Mitch assentiu, esquecera do nome. Ele recordou-se que alguns chamavam Baco de Liber pelo mesmo motivo. Eram deuses da fertilidade e da terra, salvo engano.

Hesper se ajeitou no pufe e estendeu o pacote, Icarus sentou-se mais próximo de Mitch e viu a deusa pegar o embrulho amassado entre os dedos. Ela pegou a dedicatória e leu para si: - Um presente de aniversário de casamento? Ah, aquele bobão, não precisava!

E então ela o abriu, os meio-sangues gritaram e taparam os olhos, o que apenas rendeu uma gargalhada borbulhante vinda de Ariadne.

- Gente, calma. - ela os assegurou. - É feita de estrelas, mas não as deixo em modo supernova ao acaso.

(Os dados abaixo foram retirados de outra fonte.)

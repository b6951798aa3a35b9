use std::error::Error;
use std::io;
use std::time::Duration as StdDuration;

use chrono::{DateTime, Utc};
use crossterm::event::{self, Event as CEvent, KeyCode, KeyEventKind};
use crossterm::terminal::{disable_raw_mode, enable_raw_mode, EnterAlternateScreen, LeaveAlternateScreen};
use crossterm::{execute, ExecutableCommand};
use ratatui::backend::CrosstermBackend;
use ratatui::layout::{Constraint, Direction, Layout, Rect};
use ratatui::style::{Color, Modifier, Style};
use ratatui::text::{Line, Span};
use ratatui::widgets::{Block, Borders, Paragraph};
use ratatui::{Frame, Terminal};

use crate::domain::{format_duration, FALLBACK_COLOR};
use crate::report::{EntryFilter, Report};
use crate::session::Session;
use crate::storage::KeyValueStore;
use crate::tracker::Timesheet;

const RECENT_DAYS_SHOWN: usize = 10;
const BAR_WIDTH: f64 = 20.0;
const RUNNING_COLOR: Color = Color::LightGreen;
const STOPPED_COLOR: Color = Color::Yellow;

pub fn run_dashboard<S: KeyValueStore>(timesheet: &mut Timesheet<S>) -> Result<(), Box<dyn Error>> {
	enable_raw_mode()?;
	let mut stdout = io::stdout();
	stdout.execute(EnterAlternateScreen)?;
	let backend = CrosstermBackend::new(stdout);
	let mut terminal = Terminal::new(backend)?;

	let result = run_event_loop(&mut terminal, timesheet);

	disable_raw_mode()?;
	execute!(terminal.backend_mut(), LeaveAlternateScreen)?;
	terminal.show_cursor()?;

	result
}

fn run_event_loop<S: KeyValueStore>(
	terminal: &mut Terminal<CrosstermBackend<io::Stdout>>,
	timesheet: &mut Timesheet<S>,
) -> Result<(), Box<dyn Error>> {
	let mut app = App::new(timesheet);

	loop {
		// every frame re-reads the clock; nothing about the tick is stored
		let now = Utc::now();
		let view = build_view(&app, timesheet, now);
		terminal.draw(|frame| draw_dashboard(frame, &app, &view))?;

		if event::poll(StdDuration::from_millis(250))? {
			if let CEvent::Key(key) = event::read()? {
				if key.kind != KeyEventKind::Press {
					continue;
				}

				if handle_key(&mut app, key.code, timesheet, Utc::now()) {
					break;
				}
			}
		}
	}

	Ok(())
}

fn handle_key<S: KeyValueStore>(
	app: &mut App,
	code: KeyCode,
	timesheet: &mut Timesheet<S>,
	now: DateTime<Utc>,
) -> bool {
	match code {
		KeyCode::Char('q') | KeyCode::Esc => return true,
		KeyCode::Left | KeyCode::Char('h') | KeyCode::Char('k') => app.move_project(-1, timesheet),
		KeyCode::Right | KeyCode::Char('l') | KeyCode::Char('j') => app.move_project(1, timesheet),
		KeyCode::Char(' ') => {
			app.status = if timesheet.session().is_running() {
				match timesheet.stop_timer(now) {
					Ok(entry) => format!(
						"stopped after {} (s save, +/- adjust, space discard and restart)",
						format_duration(entry.duration)
					),
					Err(err) => err.to_string(),
				}
			} else {
				match app.selected_project_id(timesheet) {
					Some(project_id) => match timesheet.start_timer(&project_id, now) {
						Ok(()) => "timer started".to_string(),
						Err(err) => err.to_string(),
					},
					None => "no project to start; add one with `timesheet add-project`".to_string(),
				}
			};
		}
		KeyCode::Char('s') => {
			app.status = match timesheet.save_entry() {
				Ok(id) => format!("saved entry {id}"),
				Err(err) => err.to_string(),
			};
		}
		KeyCode::Char('+') => adjust_staged(app, timesheet, 60),
		KeyCode::Char('-') => adjust_staged(app, timesheet, -60),
		_ => {}
	}

	false
}

fn adjust_staged<S: KeyValueStore>(app: &mut App, timesheet: &mut Timesheet<S>, delta: i64) {
	let Session::Stopped(entry) = timesheet.session() else {
		app.status = "stop the timer before adjusting its duration".to_string();
		return;
	};

	let seconds = entry.effective_duration().saturating_add(delta).max(0) as u64;
	app.status = match timesheet.edit_staged_duration(seconds / 3600, (seconds % 3600) / 60, seconds % 60) {
		Ok(edited) => format!("duration set to {}", format_duration(edited)),
		Err(err) => err.to_string(),
	};
}

fn build_view<S: KeyValueStore>(app: &App, timesheet: &Timesheet<S>, now: DateTime<Utc>) -> ViewModel {
	let session = timesheet.session();
	let projects = timesheet.projects();
	let timer = match session {
		Session::Idle => TimerView {
			state: "idle",
			project_name: None,
			color: None,
			elapsed: 0,
		},
		Session::Running(running) => TimerView {
			state: session.state_name(),
			project_name: Some(running.project_name.clone()),
			color: color_from_hex(projects.color_for(&running.project_id)),
			elapsed: running.elapsed(now),
		},
		Session::Stopped(entry) => TimerView {
			state: session.state_name(),
			project_name: Some(entry.project_name.clone()),
			color: color_from_hex(projects.color_for(&entry.project_id)),
			elapsed: entry.effective_duration(),
		},
	};

	let selected_project = projects
		.as_slice()
		.get(app.selected_project)
		.map(|project| (project.name.clone(), color_from_hex(&project.color)));

	ViewModel {
		timer,
		selected_project,
		report: timesheet.report(&EntryFilter::default()),
	}
}

fn draw_dashboard(frame: &mut Frame, app: &App, view: &ViewModel) {
	let layout = Layout::default()
		.direction(Direction::Vertical)
		.constraints([Constraint::Length(5), Constraint::Min(12), Constraint::Length(4)])
		.split(frame.area());

	let body = Layout::default()
		.direction(Direction::Horizontal)
		.constraints([Constraint::Percentage(50), Constraint::Percentage(50)])
		.split(layout[1]);

	let right = Layout::default()
		.direction(Direction::Vertical)
		.constraints([Constraint::Percentage(50), Constraint::Percentage(50)])
		.split(body[1]);

	render_timer_panel(frame, layout[0], view);
	render_daily_panel(frame, body[0], &view.report);
	render_projects_panel(frame, right[0], &view.report);
	render_weekly_panel(frame, right[1], &view.report);
	render_footer(frame, layout[2], app);
}

fn render_timer_panel(frame: &mut Frame, area: Rect, view: &ViewModel) {
	let timer = &view.timer;
	let state_style = match timer.state {
		"running" => Style::default().fg(RUNNING_COLOR).add_modifier(Modifier::BOLD),
		"stopped" => Style::default().fg(STOPPED_COLOR).add_modifier(Modifier::BOLD),
		_ => Style::default().fg(Color::DarkGray),
	};

	let mut current = vec![
		Span::styled(format!("{:<8}", timer.state), state_style),
		Span::styled(
			format_duration(timer.elapsed),
			Style::default().add_modifier(Modifier::BOLD),
		),
	];
	if let Some(name) = &timer.project_name {
		current.push(Span::raw("  "));
		current.push(Span::styled(name.clone(), color_style(timer.color)));
	}

	let selected = match &view.selected_project {
		Some((name, color)) => Line::from(vec![
			Span::raw("next project: "),
			Span::styled(name.clone(), color_style(*color)),
		]),
		None => Line::from("next project: (none)"),
	};

	let lines = vec![
		Line::from(current),
		selected,
		Line::from(format!(
			"total tracked: {:.2}h over {} entries",
			view.report.total_hours(),
			view.report.entry_count
		)),
	];
	let panel = Paragraph::new(lines).block(Block::default().borders(Borders::ALL).title("Timer"));
	frame.render_widget(panel, area);
}

fn render_daily_panel(frame: &mut Frame, area: Rect, report: &Report) {
	let days = report
		.daily
		.iter()
		.rev()
		.take(RECENT_DAYS_SHOWN)
		.collect::<Vec<_>>();
	let max_seconds = days.iter().map(|bucket| bucket.seconds).max().unwrap_or(0);

	let mut lines = Vec::new();
	if days.is_empty() {
		lines.push(Line::from("(no saved entries)"));
	}
	for bucket in days {
		lines.push(Line::from(format!(
			"{} {:>8} {}",
			bucket.date.format("%a %d %b"),
			format_duration(bucket.seconds),
			text_bar(bucket.seconds, max_seconds)
		)));
	}

	let panel = Paragraph::new(lines).block(Block::default().borders(Borders::ALL).title("Daily"));
	frame.render_widget(panel, area);
}

fn render_projects_panel(frame: &mut Frame, area: Rect, report: &Report) {
	let mut lines = Vec::new();
	if report.projects.is_empty() {
		lines.push(Line::from("(none)"));
	}
	for bucket in &report.projects {
		lines.push(Line::from(vec![
			Span::styled(bucket.name.clone(), color_style(color_from_hex(&bucket.color))),
			Span::raw(format!(
				" | {:.2}h | {} {}",
				bucket.hours(),
				bucket.entries,
				if bucket.entries == 1 { "entry" } else { "entries" }
			)),
		]));
	}

	let panel = Paragraph::new(lines).block(Block::default().borders(Borders::ALL).title("By Project"));
	frame.render_widget(panel, area);
}

fn render_weekly_panel(frame: &mut Frame, area: Rect, report: &Report) {
	let max_seconds = report.weekly.iter().map(|bucket| bucket.seconds).max().unwrap_or(0);
	let mut lines = Vec::new();
	if report.weekly.is_empty() {
		lines.push(Line::from("(none)"));
	}
	for bucket in report.weekly.iter().rev() {
		lines.push(Line::from(format!(
			"week of {} {:>7.2}h {}",
			bucket.week_start.format("%d %b"),
			bucket.hours(),
			text_bar(bucket.seconds, max_seconds)
		)));
	}

	let panel = Paragraph::new(lines).block(Block::default().borders(Borders::ALL).title("Weekly"));
	frame.render_widget(panel, area);
}

fn render_footer(frame: &mut Frame, area: Rect, app: &App) {
	let footer_lines = vec![
		Line::from("space start/stop | s save | +/- adjust stopped duration | arrows/hjkl pick project | q quit"),
		Line::from(app.status.clone()),
	];
	let footer = Paragraph::new(footer_lines).block(Block::default().borders(Borders::ALL).title("Shortcuts"));
	frame.render_widget(footer, area);
}

fn text_bar(seconds: i64, max_seconds: i64) -> String {
	if seconds <= 0 {
		return String::new();
	}
	let width = ((seconds as f64 / max_seconds.max(1) as f64) * BAR_WIDTH).round() as usize;
	"=".repeat(width.max(1))
}

fn color_style(color: Option<Color>) -> Style {
	color.map(|color| Style::default().fg(color)).unwrap_or_default()
}

/// Parses `#rrggbb`. Anything else gets the fallback color, or no color if that fails too.
fn color_from_hex(value: &str) -> Option<Color> {
	parse_hex(value).or_else(|| parse_hex(FALLBACK_COLOR))
}

fn parse_hex(value: &str) -> Option<Color> {
	let hex = value.trim().strip_prefix('#')?;
	if hex.len() != 6 || !hex.is_ascii() {
		return None;
	}
	let channel = |range: std::ops::Range<usize>| u8::from_str_radix(&hex[range], 16).ok();
	Some(Color::Rgb(channel(0..2)?, channel(2..4)?, channel(4..6)?))
}

struct App {
	selected_project: usize,
	status: String,
}

impl App {
	fn new<S: KeyValueStore>(timesheet: &Timesheet<S>) -> Self {
		let selected_project = timesheet
			.session()
			.project_id()
			.and_then(|id| {
				timesheet
					.projects()
					.as_slice()
					.iter()
					.position(|project| project.id == id)
			})
			.unwrap_or(0);
		Self {
			selected_project,
			status: String::new(),
		}
	}

	fn move_project<S: KeyValueStore>(&mut self, delta: i32, timesheet: &Timesheet<S>) {
		let len = timesheet.projects().len();
		if len == 0 {
			self.selected_project = 0;
			return;
		}
		let next = (self.selected_project as i64 + i64::from(delta)).rem_euclid(len as i64);
		self.selected_project = next as usize;
	}

	fn selected_project_id<S: KeyValueStore>(&self, timesheet: &Timesheet<S>) -> Option<String> {
		timesheet
			.projects()
			.as_slice()
			.get(self.selected_project)
			.map(|project| project.id.clone())
	}
}

struct ViewModel {
	timer: TimerView,
	selected_project: Option<(String, Option<Color>)>,
	report: Report,
}

struct TimerView {
	state: &'static str,
	project_name: Option<String>,
	color: Option<Color>,
	elapsed: i64,
}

Ela apontou para o diadema cintilante que levava nos cabelos, havia alguns diamantes coloridos em sua extensão: - Se eu fosse descuidada assim, seus olhos já estariam fritos. Lembro bem de quão frágeis são as íris mortais, ainda não esqueci.

Hesper respirou fundo e Mitch a encarou, dizendo: - O Sr. D. mandou este presente para ti, Senhora Ariadne. Ele disse que a senhora estaria aqui…Se ocultando de nosso mesmo inimigo.

- Oh, certo. - ela pegou a jóia entre os dedos: Era uma coroa de ouro reluzente e ornamentada com sete estrelas em seu formato bicórnio que lembrou Mitch de um sátiro . As estrelas emitiam um brilho gentil, cada uma. - Mas antes de conversarmos, acho melhor comer e beber, que acham?! A hospitalidade primeiro, depois, as más notícias! Vocês passaram por tanto, aposto…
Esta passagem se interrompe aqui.